◆ **Exercise prompt**: Provide only the number of lines below that contain the word "PgPoolOptions".

Dataset entries
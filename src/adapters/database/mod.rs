pub mod interaction_repo;
pub mod records;
pub mod token_repo;

use crate::config::DatabaseConfig;
use sqlx::postgres::PgPoolOptions;
use sqlx::{Pool, Postgres};
use std::time::Duration;

pub type DbPool = Pool<Postgres>;

/// Initializes the database connection pool.
///
/// # Errors
/// Returns `sqlx::Error` if the connection fails.
pub async fn init_pool(url: &str, config: &DatabaseConfig) -> Result<DbPool, sqlx::Error> {
    PgPoolOptions::new()
        .max_connections(config.max_connections)
        .acquire_timeout(Duration::from_secs(config.acquire_timeout_secs))
        .connect(url)
        .await
}
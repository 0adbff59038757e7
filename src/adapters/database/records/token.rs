use crate::domain::token::TokenRecord;
use time::OffsetDateTime;

#[derive(Debug, sqlx::FromRow)]
pub struct TokenInfoRecord {
    pub(crate) user_id: String,
    pub(crate) access_token: String,
    pub(crate) refresh_token: String,
    pub(crate) token_type: String,
    pub(crate) expires_in: i64,
    pub(crate) issued_at: OffsetDateTime,
    pub(crate) expires_at: OffsetDateTime,
    pub(crate) refresh_issued_at: OffsetDateTime,
    pub(crate) refresh_expires_at: OffsetDateTime,
}

impl From<TokenInfoRecord> for TokenRecord {
    fn from(record: TokenInfoRecord) -> Self {
        Self {
            user_id: record.user_id,
            access_token: record.access_token,
            refresh_token: record.refresh_token,
            token_type: record.token_type,
            expires_in: record.expires_in,
            issued_at: record.issued_at,
            expires_at: record.expires_at,
            refresh_issued_at: record.refresh_issued_at,
            refresh_expires_at: record.refresh_expires_at,
        }
    }
}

◆ **Response to this exercise**: 2